The string "every" appears in some lines of the entries that follow; copy each such line.

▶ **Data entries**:
▬▬▬▬▬▬▬▬▬▬

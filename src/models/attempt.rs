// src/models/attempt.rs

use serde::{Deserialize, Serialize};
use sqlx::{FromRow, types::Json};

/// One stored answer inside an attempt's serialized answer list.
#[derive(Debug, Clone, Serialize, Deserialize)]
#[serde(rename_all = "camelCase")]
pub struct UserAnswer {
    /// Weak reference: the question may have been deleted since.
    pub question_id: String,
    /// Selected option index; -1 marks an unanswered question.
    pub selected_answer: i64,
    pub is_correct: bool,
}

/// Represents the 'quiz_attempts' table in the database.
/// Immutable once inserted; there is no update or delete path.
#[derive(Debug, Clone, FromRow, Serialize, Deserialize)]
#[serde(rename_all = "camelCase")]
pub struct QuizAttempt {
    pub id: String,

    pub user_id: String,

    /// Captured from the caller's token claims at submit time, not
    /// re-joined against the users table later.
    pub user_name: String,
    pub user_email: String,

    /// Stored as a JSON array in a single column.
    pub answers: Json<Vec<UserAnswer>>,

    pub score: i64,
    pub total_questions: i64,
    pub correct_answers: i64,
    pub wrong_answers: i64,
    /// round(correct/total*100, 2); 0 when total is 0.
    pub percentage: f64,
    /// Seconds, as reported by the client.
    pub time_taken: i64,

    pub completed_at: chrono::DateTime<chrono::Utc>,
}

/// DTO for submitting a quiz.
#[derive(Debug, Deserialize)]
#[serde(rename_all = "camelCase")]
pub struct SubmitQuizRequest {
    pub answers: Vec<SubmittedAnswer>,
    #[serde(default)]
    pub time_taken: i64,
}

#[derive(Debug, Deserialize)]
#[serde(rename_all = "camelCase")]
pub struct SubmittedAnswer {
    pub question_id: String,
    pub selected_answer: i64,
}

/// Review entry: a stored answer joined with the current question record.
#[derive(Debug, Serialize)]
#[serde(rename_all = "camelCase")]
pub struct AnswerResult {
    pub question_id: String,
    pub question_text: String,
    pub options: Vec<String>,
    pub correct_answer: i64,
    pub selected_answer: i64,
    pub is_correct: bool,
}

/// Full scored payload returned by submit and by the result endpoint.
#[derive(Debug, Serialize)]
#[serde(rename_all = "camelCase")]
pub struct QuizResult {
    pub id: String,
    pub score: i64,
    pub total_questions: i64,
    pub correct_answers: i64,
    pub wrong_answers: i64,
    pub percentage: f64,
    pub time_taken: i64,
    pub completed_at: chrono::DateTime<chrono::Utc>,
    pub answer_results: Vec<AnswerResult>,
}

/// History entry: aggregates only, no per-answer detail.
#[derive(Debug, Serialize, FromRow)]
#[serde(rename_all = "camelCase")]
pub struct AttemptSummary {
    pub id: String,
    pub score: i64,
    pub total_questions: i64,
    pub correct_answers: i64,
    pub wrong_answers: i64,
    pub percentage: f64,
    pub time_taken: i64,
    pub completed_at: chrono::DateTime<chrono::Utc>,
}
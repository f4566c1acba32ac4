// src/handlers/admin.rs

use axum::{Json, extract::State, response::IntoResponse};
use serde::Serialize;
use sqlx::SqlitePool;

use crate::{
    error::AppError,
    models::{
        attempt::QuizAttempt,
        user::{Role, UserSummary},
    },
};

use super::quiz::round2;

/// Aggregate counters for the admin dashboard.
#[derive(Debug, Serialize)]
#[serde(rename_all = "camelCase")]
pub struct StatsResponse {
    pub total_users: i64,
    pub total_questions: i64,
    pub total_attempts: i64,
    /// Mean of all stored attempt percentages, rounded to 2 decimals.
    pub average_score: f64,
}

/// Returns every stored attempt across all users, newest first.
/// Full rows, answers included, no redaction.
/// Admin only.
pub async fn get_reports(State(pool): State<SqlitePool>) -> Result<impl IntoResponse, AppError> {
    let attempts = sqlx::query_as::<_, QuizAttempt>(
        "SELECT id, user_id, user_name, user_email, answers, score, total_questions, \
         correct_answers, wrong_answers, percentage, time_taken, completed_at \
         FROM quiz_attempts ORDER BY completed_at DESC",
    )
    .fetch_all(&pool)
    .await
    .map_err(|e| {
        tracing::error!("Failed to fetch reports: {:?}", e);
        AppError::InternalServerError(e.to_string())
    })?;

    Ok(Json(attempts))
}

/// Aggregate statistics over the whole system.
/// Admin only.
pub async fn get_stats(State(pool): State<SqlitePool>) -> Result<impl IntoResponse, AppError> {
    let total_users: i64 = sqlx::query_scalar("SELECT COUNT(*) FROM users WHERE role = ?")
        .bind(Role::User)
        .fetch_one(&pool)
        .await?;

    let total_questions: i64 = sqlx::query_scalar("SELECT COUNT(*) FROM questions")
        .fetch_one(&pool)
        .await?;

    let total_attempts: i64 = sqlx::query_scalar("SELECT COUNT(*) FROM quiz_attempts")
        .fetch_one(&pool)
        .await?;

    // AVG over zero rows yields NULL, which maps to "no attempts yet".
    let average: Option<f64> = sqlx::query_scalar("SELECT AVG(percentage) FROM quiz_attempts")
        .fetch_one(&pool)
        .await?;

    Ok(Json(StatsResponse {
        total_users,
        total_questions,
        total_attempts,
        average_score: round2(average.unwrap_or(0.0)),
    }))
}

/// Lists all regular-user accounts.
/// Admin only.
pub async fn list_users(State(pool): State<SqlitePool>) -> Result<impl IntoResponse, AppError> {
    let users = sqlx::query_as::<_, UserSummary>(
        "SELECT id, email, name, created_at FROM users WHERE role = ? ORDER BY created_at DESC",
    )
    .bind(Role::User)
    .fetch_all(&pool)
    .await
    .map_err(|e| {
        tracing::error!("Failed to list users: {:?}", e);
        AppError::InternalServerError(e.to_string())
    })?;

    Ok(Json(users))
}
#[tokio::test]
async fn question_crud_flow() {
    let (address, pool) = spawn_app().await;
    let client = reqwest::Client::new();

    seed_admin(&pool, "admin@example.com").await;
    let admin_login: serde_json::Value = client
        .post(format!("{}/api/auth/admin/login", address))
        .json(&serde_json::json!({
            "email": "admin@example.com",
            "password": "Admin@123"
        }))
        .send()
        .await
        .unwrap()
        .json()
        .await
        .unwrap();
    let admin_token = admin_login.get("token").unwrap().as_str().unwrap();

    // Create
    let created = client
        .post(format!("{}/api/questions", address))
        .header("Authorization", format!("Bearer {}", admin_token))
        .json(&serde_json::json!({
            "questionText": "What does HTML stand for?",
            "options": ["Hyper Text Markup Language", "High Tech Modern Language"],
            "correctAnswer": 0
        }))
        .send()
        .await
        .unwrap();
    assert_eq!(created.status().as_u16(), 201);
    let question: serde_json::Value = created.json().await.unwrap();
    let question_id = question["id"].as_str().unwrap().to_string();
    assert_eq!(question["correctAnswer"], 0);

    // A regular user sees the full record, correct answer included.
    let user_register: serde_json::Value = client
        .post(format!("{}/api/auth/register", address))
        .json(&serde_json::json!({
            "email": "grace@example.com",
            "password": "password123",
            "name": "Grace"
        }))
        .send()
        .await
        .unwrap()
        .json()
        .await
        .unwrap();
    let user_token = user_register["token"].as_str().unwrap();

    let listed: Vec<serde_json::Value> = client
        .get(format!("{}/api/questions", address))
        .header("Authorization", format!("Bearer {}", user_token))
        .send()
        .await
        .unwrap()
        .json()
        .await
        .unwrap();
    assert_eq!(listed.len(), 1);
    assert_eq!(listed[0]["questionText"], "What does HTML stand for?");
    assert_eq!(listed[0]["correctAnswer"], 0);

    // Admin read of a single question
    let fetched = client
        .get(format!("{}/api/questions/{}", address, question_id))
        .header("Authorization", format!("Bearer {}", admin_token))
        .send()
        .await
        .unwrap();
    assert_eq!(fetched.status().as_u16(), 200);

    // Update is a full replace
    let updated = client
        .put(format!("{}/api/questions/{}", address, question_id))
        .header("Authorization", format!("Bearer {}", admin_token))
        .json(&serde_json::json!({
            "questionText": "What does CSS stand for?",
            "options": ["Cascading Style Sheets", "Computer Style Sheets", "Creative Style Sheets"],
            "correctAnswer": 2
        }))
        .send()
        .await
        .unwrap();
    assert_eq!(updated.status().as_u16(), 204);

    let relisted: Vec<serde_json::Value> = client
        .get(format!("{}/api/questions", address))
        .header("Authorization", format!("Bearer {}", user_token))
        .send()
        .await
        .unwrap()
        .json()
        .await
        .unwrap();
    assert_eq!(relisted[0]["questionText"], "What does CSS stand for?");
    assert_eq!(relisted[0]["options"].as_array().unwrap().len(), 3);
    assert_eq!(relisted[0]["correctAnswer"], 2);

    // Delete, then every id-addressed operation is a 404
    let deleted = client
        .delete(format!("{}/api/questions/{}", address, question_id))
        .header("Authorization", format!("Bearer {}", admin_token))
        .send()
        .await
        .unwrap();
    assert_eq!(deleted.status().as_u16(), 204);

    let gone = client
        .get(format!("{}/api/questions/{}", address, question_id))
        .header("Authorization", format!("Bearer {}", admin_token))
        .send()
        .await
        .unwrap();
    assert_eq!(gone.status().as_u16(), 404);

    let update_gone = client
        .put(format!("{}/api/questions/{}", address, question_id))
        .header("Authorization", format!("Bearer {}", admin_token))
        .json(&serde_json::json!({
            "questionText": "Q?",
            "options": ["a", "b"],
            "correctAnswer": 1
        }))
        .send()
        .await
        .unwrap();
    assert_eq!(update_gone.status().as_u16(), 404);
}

▬▬▬▬▬▬▬▬▬▬

▶ **EXERCISE RESPONSE**:
/// Returns every stored attempt across all users, newest first.
    // Delete, then every id-addressed operation is a 404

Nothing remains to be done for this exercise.